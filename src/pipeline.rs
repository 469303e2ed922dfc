//! Call pipeline: middleware, transport and matchers.
//!
//! The orchestrator hands a fully resolved request to
//! [`CallPipeline::call`], which runs the `before` hooks, sends the
//! request through the [`Transport`], runs the `after` hooks and finally
//! checks status, headers and body.

use async_trait::async_trait;
use reqwest::{Client, Method as ReqMethod, Url};
use serde::{Deserialize, Serialize};
use serde_json::{Map, Number, Value};
use std::collections::{BTreeMap, HashMap};
use std::sync::Arc;
use std::time::Duration;
use tokio::sync::watch;
use tracing::{debug, info, instrument};

use crate::error::TransportError;
use crate::model::{ApiDefinition, Failure, HttpMethod};
use crate::validator::{
    self, ExactMatcher, Matcher, PartialMatcher, DEFAULT_MATCHER,
};

/// A request ready for the wire.
#[derive(Debug, Clone, PartialEq, Serialize, Deserialize)]
pub struct ResolvedRequest {
    pub method: HttpMethod,
    pub url: String,
    #[serde(default)]
    pub headers: BTreeMap<String, String>,
    #[serde(default)]
    pub query: BTreeMap<String, String>,
    #[serde(default)]
    pub body: Option<Value>,
}

impl ResolvedRequest {
    /// The payload record stored under `request`.
    pub fn to_value(&self) -> Value {
        let mut map = Map::new();
        map.insert("method".into(), Value::String(self.method.to_string()));
        map.insert("url".into(), Value::String(self.url.clone()));
        map.insert("headers".into(), string_map_value(&self.headers));
        map.insert("query".into(), string_map_value(&self.query));
        map.insert("body".into(), self.body.clone().unwrap_or(Value::Null));
        Value::Object(map)
    }
}

/// What came back from the transport. Header names are lower case.
#[derive(Debug, Clone, PartialEq, Serialize, Deserialize)]
pub struct CallResponse {
    pub status: u16,
    #[serde(default)]
    pub headers: BTreeMap<String, String>,
    /// Parsed JSON when possible, raw text otherwise, `null` when empty.
    #[serde(default)]
    pub body: Value,
}

impl CallResponse {
    /// The payload record stored under `response`.
    pub fn to_value(&self) -> Value {
        let mut map = Map::new();
        map.insert("status".into(), Value::Number(Number::from(self.status)));
        map.insert("headers".into(), string_map_value(&self.headers));
        map.insert("body".into(), self.body.clone());
        Value::Object(map)
    }

    pub fn headers_map(&self) -> HashMap<String, String> {
        self.headers
            .iter()
            .map(|(k, v)| (k.clone(), v.clone()))
            .collect()
    }
}

fn string_map_value(map: &BTreeMap<String, String>) -> Value {
    Value::Object(
        map.iter()
            .map(|(k, v)| (k.clone(), Value::String(v.clone())))
            .collect(),
    )
}

/// Parse a response body: JSON if it parses, text otherwise.
pub fn parse_body(text: &str) -> Value {
    if text.trim().is_empty() {
        return Value::Null;
    }
    serde_json::from_str(text).unwrap_or_else(|_| Value::String(text.to_string()))
}

/// Cooperative cancellation shared by every call of a run.
#[derive(Debug, Clone)]
pub struct CancelToken {
    tx: Arc<watch::Sender<bool>>,
    rx: watch::Receiver<bool>,
}

impl CancelToken {
    pub fn new() -> Self {
        let (tx, rx) = watch::channel(false);
        Self {
            tx: Arc::new(tx),
            rx,
        }
    }

    pub fn cancel(&self) {
        self.tx.send_replace(true);
    }

    pub fn is_cancelled(&self) -> bool {
        *self.rx.borrow()
    }

    /// Completes once [`CancelToken::cancel`] has been called.
    pub async fn cancelled(&self) {
        let mut rx = self.rx.clone();
        loop {
            if *rx.borrow_and_update() {
                return;
            }
            if rx.changed().await.is_err() {
                // sender gone, never cancelled
                std::future::pending::<()>().await;
            }
        }
    }
}

impl Default for CancelToken {
    fn default() -> Self {
        Self::new()
    }
}

/// Per-call limits propagated from the orchestrator.
#[derive(Debug, Clone)]
pub struct CallOptions {
    pub timeout: Duration,
    pub cancel: CancelToken,
}

/// Request/response hook. Both sides default to no-ops.
pub trait Middleware: Send + Sync {
    fn name(&self) -> &str;

    fn before(&self, _request: &mut ResolvedRequest) {}

    fn after(&self, _request: &ResolvedRequest, _response: &mut CallResponse) {}
}

/// Adds configured headers unless the request already sets them.
#[derive(Debug, Default)]
pub struct DefaultHeaders {
    headers: HashMap<String, String>,
}

impl DefaultHeaders {
    pub fn new(headers: HashMap<String, String>) -> Self {
        Self { headers }
    }
}

impl Middleware for DefaultHeaders {
    fn name(&self) -> &str {
        "default_headers"
    }

    fn before(&self, request: &mut ResolvedRequest) {
        for (name, value) in &self.headers {
            let present = request
                .headers
                .keys()
                .any(|key| key.eq_ignore_ascii_case(name));
            if !present {
                request.headers.insert(name.clone(), value.clone());
            }
        }
    }
}

/// Logs every exchange at info level.
#[derive(Debug, Default)]
pub struct LogExchange;

impl Middleware for LogExchange {
    fn name(&self) -> &str {
        "log"
    }

    fn before(&self, request: &mut ResolvedRequest) {
        info!(method = %request.method, url = %request.url, "sending request");
    }

    fn after(&self, request: &ResolvedRequest, response: &mut CallResponse) {
        info!(
            method = %request.method,
            url = %request.url,
            status = response.status,
            "received response"
        );
    }
}

/// Sends a resolved request somewhere and returns what came back.
#[async_trait]
pub trait Transport: Send + Sync {
    async fn send(
        &self,
        request: &ResolvedRequest,
        options: &CallOptions,
    ) -> Result<CallResponse, TransportError>;
}

/// [`Transport`] over reqwest.
#[derive(Debug, Clone, Default)]
pub struct HttpTransport {
    client: Client,
}

impl HttpTransport {
    pub fn new() -> Self {
        Self {
            client: Client::new(),
        }
    }

    /// Create a transport with a custom client
    pub fn with_client(client: Client) -> Self {
        Self { client }
    }

    fn convert_method(method: HttpMethod) -> ReqMethod {
        match method {
            HttpMethod::Get => ReqMethod::GET,
            HttpMethod::Post => ReqMethod::POST,
            HttpMethod::Put => ReqMethod::PUT,
            HttpMethod::Delete => ReqMethod::DELETE,
            HttpMethod::Patch => ReqMethod::PATCH,
            HttpMethod::Head => ReqMethod::HEAD,
            HttpMethod::Options => ReqMethod::OPTIONS,
        }
    }

    async fn exchange(
        &self,
        request: &ResolvedRequest,
        timeout: Duration,
    ) -> Result<CallResponse, TransportError> {
        // a `before` hook may have rewritten the url
        let url = Url::parse(&request.url).map_err(|e| TransportError::InvalidUrl {
            url: request.url.clone(),
            reason: e.to_string(),
        })?;
        let mut builder = self
            .client
            .request(Self::convert_method(request.method), url)
            .timeout(timeout);

        for (name, value) in &request.headers {
            builder = builder.header(name, value);
        }
        if !request.query.is_empty() {
            builder = builder.query(&request.query);
        }
        match &request.body {
            None | Some(Value::Null) => {}
            Some(Value::String(text)) => {
                builder = builder.body(text.clone());
            }
            Some(body) => {
                builder = builder.json(body);
            }
        }

        debug!("Sending request to {}", request.url);
        let response = builder.send().await?;
        let status = response.status().as_u16();
        debug!("Received response with status: {}", status);

        let headers: BTreeMap<String, String> = response
            .headers()
            .iter()
            .map(|(name, value)| {
                (
                    name.as_str().to_ascii_lowercase(),
                    value.to_str().unwrap_or("").to_string(),
                )
            })
            .collect();

        let text = response
            .text()
            .await
            .map_err(|e| TransportError::Body(e.to_string()))?;

        Ok(CallResponse {
            status,
            headers,
            body: parse_body(&text),
        })
    }
}

#[async_trait]
impl Transport for HttpTransport {
    #[instrument(skip(self, request, options), fields(url = %request.url, method = %request.method))]
    async fn send(
        &self,
        request: &ResolvedRequest,
        options: &CallOptions,
    ) -> Result<CallResponse, TransportError> {
        if options.cancel.is_cancelled() {
            return Err(TransportError::Cancelled);
        }
        tokio::select! {
            result = tokio::time::timeout(options.timeout, self.exchange(request, options.timeout)) => {
                match result {
                    Ok(response) => response,
                    Err(_) => Err(TransportError::Timeout(options.timeout)),
                }
            }
            _ = options.cancel.cancelled() => Err(TransportError::Cancelled),
        }
    }
}

/// Expectations of one API call.
#[derive(Debug, Clone, Copy)]
pub struct Expectations<'a> {
    pub status: &'a [u16],
    pub headers: &'a HashMap<String, String>,
    pub body: Option<&'a Value>,
    pub matcher: &'a str,
}

impl<'a> Expectations<'a> {
    pub fn of(api: &'a ApiDefinition) -> Self {
        Self {
            status: &api.expected_status,
            headers: &api.expected_headers,
            body: api.expected_response.as_ref(),
            matcher: api.matcher.as_deref().unwrap_or(DEFAULT_MATCHER),
        }
    }
}

/// Result of one pass through the pipeline.
#[derive(Debug, Clone)]
pub struct CallOutcome {
    /// The request as sent, after `before` hooks.
    pub request: ResolvedRequest,
    pub response: Option<CallResponse>,
    pub failure: Option<Failure>,
}

impl CallOutcome {
    pub fn passed(&self) -> bool {
        self.failure.is_none()
    }
}

pub struct CallPipeline {
    transport: Arc<dyn Transport>,
    defaults: DefaultHeaders,
    hooks: HashMap<String, Arc<dyn Middleware>>,
    matchers: HashMap<String, Arc<dyn Matcher>>,
}

impl CallPipeline {
    /// Pipeline with the built-in `log` hook and the `exact` / `partial`
    /// matchers.
    pub fn new(transport: Arc<dyn Transport>) -> Self {
        let mut pipeline = Self {
            transport,
            defaults: DefaultHeaders::default(),
            hooks: HashMap::new(),
            matchers: HashMap::new(),
        };
        pipeline.register_hook(Arc::new(LogExchange));
        pipeline.register_matcher(Arc::new(ExactMatcher));
        pipeline.register_matcher(Arc::new(PartialMatcher));
        pipeline
    }

    /// Pipeline over [`HttpTransport`].
    pub fn http() -> Self {
        Self::new(Arc::new(HttpTransport::new()))
    }

    pub fn with_default_headers(mut self, headers: HashMap<String, String>) -> Self {
        self.defaults = DefaultHeaders::new(headers);
        self
    }

    pub fn register_hook(&mut self, hook: Arc<dyn Middleware>) {
        self.hooks.insert(hook.name().to_string(), hook);
    }

    pub fn register_matcher(&mut self, matcher: Arc<dyn Matcher>) {
        self.matchers.insert(matcher.name().to_string(), matcher);
    }

    /// `default_headers` always runs, naming it in a hook list is allowed.
    pub fn has_hook(&self, name: &str) -> bool {
        name == self.defaults.name() || self.hooks.contains_key(name)
    }

    pub fn has_matcher(&self, name: &str) -> bool {
        self.matchers.contains_key(name)
    }

    fn hooks_named<'a>(
        &'a self,
        names: &'a [String],
    ) -> impl Iterator<Item = &'a Arc<dyn Middleware>> + 'a {
        names.iter().filter_map(move |name| self.hooks.get(name))
    }

    /// Run one call end to end, using the hooks named by `api`. Never
    /// fails: transport problems and mismatches are reported in the
    /// outcome.
    pub async fn call(
        &self,
        mut request: ResolvedRequest,
        api: &ApiDefinition,
        expect: &Expectations<'_>,
        options: &CallOptions,
    ) -> CallOutcome {
        self.defaults.before(&mut request);
        for hook in self.hooks_named(&api.pre_hooks) {
            hook.before(&mut request);
        }

        let mut response = match self.transport.send(&request, options).await {
            Ok(response) => response,
            Err(err) => {
                return CallOutcome {
                    request,
                    response: None,
                    failure: Some(Failure::Transport(err.to_string())),
                };
            }
        };

        for hook in self.hooks_named(&api.post_hooks) {
            hook.after(&request, &mut response);
        }

        let errors = self.check(&response, expect);
        let failure = (!errors.is_empty()).then_some(Failure::Assertion(errors));

        CallOutcome {
            request,
            response: Some(response),
            failure,
        }
    }

    /// Every mismatch between a response and its expectations.
    pub fn check(&self, response: &CallResponse, expect: &Expectations<'_>) -> Vec<String> {
        let mut errors = Vec::new();

        if let Some(error) = validator::validate_status(response.status, expect.status) {
            errors.push(error);
        }

        errors.extend(validator::validate_headers(
            &response.headers_map(),
            expect.headers,
        ));

        if let Some(expected) = expect.body {
            match self.matchers.get(expect.matcher) {
                Some(matcher) => errors.extend(matcher.compare(expected, &response.body)),
                None => errors.push(format!("unknown matcher '{}'", expect.matcher)),
            }
        }

        errors
    }
}

impl std::fmt::Debug for CallPipeline {
    fn fmt(&self, f: &mut std::fmt::Formatter<'_>) -> std::fmt::Result {
        let mut hooks: Vec<&String> = self.hooks.keys().collect();
        hooks.sort();
        let mut matchers: Vec<&String> = self.matchers.keys().collect();
        matchers.sort();
        f.debug_struct("CallPipeline")
            .field("hooks", &hooks)
            .field("matchers", &matchers)
            .finish()
    }
}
————
Your assignment:
Count every line of the data in which the word "over" appears, and report only the total.

The completed task:
2